Depois de, há um ano, ter defendido o exacto oposto, e estando em vigor uma
carta circular do BdP que dá orientações aos bancos para repercutirem, sem
qualquer limitação, o efeito da variação da taxa Euribor nos juros a pagar ao
banco, o Governador veio dizer que permitir que as políticas monetárias do BCE
produzam integralmente os seus efeitos põe em causa o modelo de negócio dos
bancos e cria um rombo na sua margem financeira de 700 milhões de euros. Uma
calamidade que, garante o Governador, põe em causa a estabilidade de todo o
sector financeiro.
O
que o Governador não explicou, mesmo depois de sucessivas insistências por
parte dos deputados, foi a razão de, em menos de um ano, ter dado tamanha
cambalhota. Só vejo uma possibilidade: a situação da banca portuguesa é pior do
que o supervisor tentou pintar em 2015. Mesmo assim, não deixa de ser estranho
a preocupação selectiva do Governador com o efeito negativo da Euribor nos
lucros dos bancos, esquecendo todos os efeitos das políticas do BCE que os
aumentam. Como o próprio BCE explicou num comunicado recente, quando avaliado
de forma agregado, o impacto das políticas monetárias que têm sido seguidas é
positivo para os bancos. O que o Governador defende é que sejam ainda mais
positivos. Aparentemente, não chega.
Aumentar
artificialmente a rentabilidade dos bancos à custa de quem celebrou contratos
de crédito à habitação no passado não parece ser a forma mais adequada de
assegurar a estabilidade financeira, muito menos uma forma sustentável de
assegurar a viabilidade do sector financeiro português. Se há um problema de
viabilidade, então olhemos para modelo de negócio dos bancos e tentemos
perceber se, no actual enquadramento, ele é ou não sustentável, em que termos o
pode ser e com que implicações.
O
actual enquadramento regulatório exige níveis crescentes de capital, parecendo
preocupar-se apenas com o objectivo deter bancos capitalizados e não com os
custos de lá chegar. Como a rentabilidade dos bancos, é baixa e a regulação
baixa-a ainda mais, a forma de reforçar o capital dos bancos parece passar
sobretudo por fenómenos de concentração bancária, redução da concorrência e
despedimentos.
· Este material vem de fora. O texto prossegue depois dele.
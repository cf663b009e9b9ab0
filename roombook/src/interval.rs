//! Half-open time intervals and the overlap predicate.
//!
//! All booking windows are `[start, end)`: the start instant is included and
//! the end instant is not, so a booking ending at 10:00 and another starting
//! at 10:00 never collide.

use std::fmt;

use chrono::{NaiveDate, NaiveDateTime, NaiveTime, SubsecRound, TimeDelta};
use serde::Serialize;

use crate::error::ValidationError;

/// Display format used for interval bounds.
pub const TIMESTAMP_FORMAT: &str = "%Y-%m-%d %H:%M";

/// Fractional-second digits kept on interval bounds. Matches the store's
/// millisecond encoding.
pub const SUBSEC_DIGITS: u16 = 3;

/// Returns true iff `[start_a, end_a)` and `[start_b, end_b)` intersect.
///
/// # Examples
///
/// ```
/// use roombook::interval::overlaps;
///
/// assert!(overlaps(&0, &10, &5, &15));
/// assert!(!overlaps(&0, &10, &10, &20));
/// ```
pub fn overlaps<T: PartialOrd>(start_a: &T, end_a: &T, start_b: &T, end_b: &T) -> bool {
    start_a < end_b && start_b < end_a
}

/// A non-empty half-open `[start, end)` interval of local date-times.
///
/// # Examples
///
/// ```
/// use chrono::NaiveDate;
/// use roombook::Interval;
///
/// let day = NaiveDate::from_ymd_opt(2030, 5, 1).unwrap();
/// let morning = Interval::new(
///     day.and_hms_opt(9, 0, 0).unwrap(),
///     day.and_hms_opt(10, 0, 0).unwrap(),
/// ).unwrap();
/// let late_morning = Interval::new(
///     day.and_hms_opt(10, 0, 0).unwrap(),
///     day.and_hms_opt(11, 0, 0).unwrap(),
/// ).unwrap();
///
/// assert!(!morning.overlaps(&late_morning));
/// ```
#[derive(Debug, Clone, Copy, PartialEq, Eq, Hash, Serialize)]
pub struct Interval {
    start: NaiveDateTime,
    end: NaiveDateTime,
}

impl Interval {
    /// Creates an interval.
    ///
    /// Both bounds are truncated to whole milliseconds first, so the interval
    /// compares the same way in memory as it does once stored.
    ///
    /// # Errors
    ///
    /// Returns an error if `start` is not strictly before `end` after
    /// truncation.
    pub fn new(start: NaiveDateTime, end: NaiveDateTime) -> Result<Self, ValidationError> {
        let start = start.trunc_subsecs(SUBSEC_DIGITS);
        let end = end.trunc_subsecs(SUBSEC_DIGITS);
        if start >= end {
            return Err(ValidationError::new(
                "end",
                format!(
                    "end ({}) must be after start ({})",
                    end.format(TIMESTAMP_FORMAT),
                    start.format(TIMESTAMP_FORMAT)
                ),
            ));
        }
        Ok(Self { start, end })
    }

    /// The whole calendar day `[date 00:00, date+1 00:00)`.
    ///
    /// # Errors
    ///
    /// Returns an error for the last representable date.
    ///
    /// # Examples
    ///
    /// ```
    /// use chrono::NaiveDate;
    /// use roombook::Interval;
    ///
    /// let day = NaiveDate::from_ymd_opt(2030, 5, 1).unwrap();
    /// let whole = Interval::full_day(day).unwrap();
    /// assert_eq!(whole.start(), day.and_hms_opt(0, 0, 0).unwrap());
    /// assert_eq!(whole.end(), NaiveDate::from_ymd_opt(2030, 5, 2).unwrap().and_hms_opt(0, 0, 0).unwrap());
    /// ```
    pub fn full_day(date: NaiveDate) -> Result<Self, ValidationError> {
        let start = date.and_time(NaiveTime::MIN);
        let end = start
            .checked_add_signed(TimeDelta::days(1))
            .ok_or_else(|| ValidationError::new("start", "date is out of range"))?;
        Self::new(start, end)
    }

    /// Inclusive lower bound.
    #[must_use]
    pub const fn start(&self) -> NaiveDateTime {
        self.start
    }

    /// Exclusive upper bound.
    #[must_use]
    pub const fn end(&self) -> NaiveDateTime {
        self.end
    }

    /// Length of the interval.
    #[must_use]
    pub fn duration(&self) -> TimeDelta {
        self.end - self.start
    }

    /// Returns true if the two intervals share at least one instant.
    #[must_use]
    pub fn overlaps(&self, other: &Self) -> bool {
        overlaps(&self.start, &self.end, &other.start, &other.end)
    }
}

impl fmt::Display for Interval {
    fn fmt(&self, f: &mut fmt::Formatter<'_>) -> fmt::Result {
        write!(
            f,
            "[{}, {})",
            self.start.format(TIMESTAMP_FORMAT),
            self.end.format(TIMESTAMP_FORMAT)
        )
    }
}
Mais do que novos investidores a entrar no sector bancário,
vemos os que já lá estão a tentar sobreviver, aumentado a sua dimensão e
eliminando concorrentes.
Ou
seja, a viabilidade da banca parece ser feita à custa da economia e do mercado
de trabalho. Tenta-se reabilitar a oferta, mas pouco ou nada fazendo do lado da
procura de crédito. Tudo isto é ainda mais negativo em países pequenos, pobres
e altamente endividados, como Portugal. Será este o caminho para garantir uma
banca que seja financeiramente viável e mantenha a sua utilidade económica no
desenvolvimento económico e social do pais? Tentar fabricar artificialmente
bancos viáveis à custa das famílias e empresas portuguesas que têm dívidas,
ainda por cima elevadas, é uma das várias formas de não responder a essa
pergunta.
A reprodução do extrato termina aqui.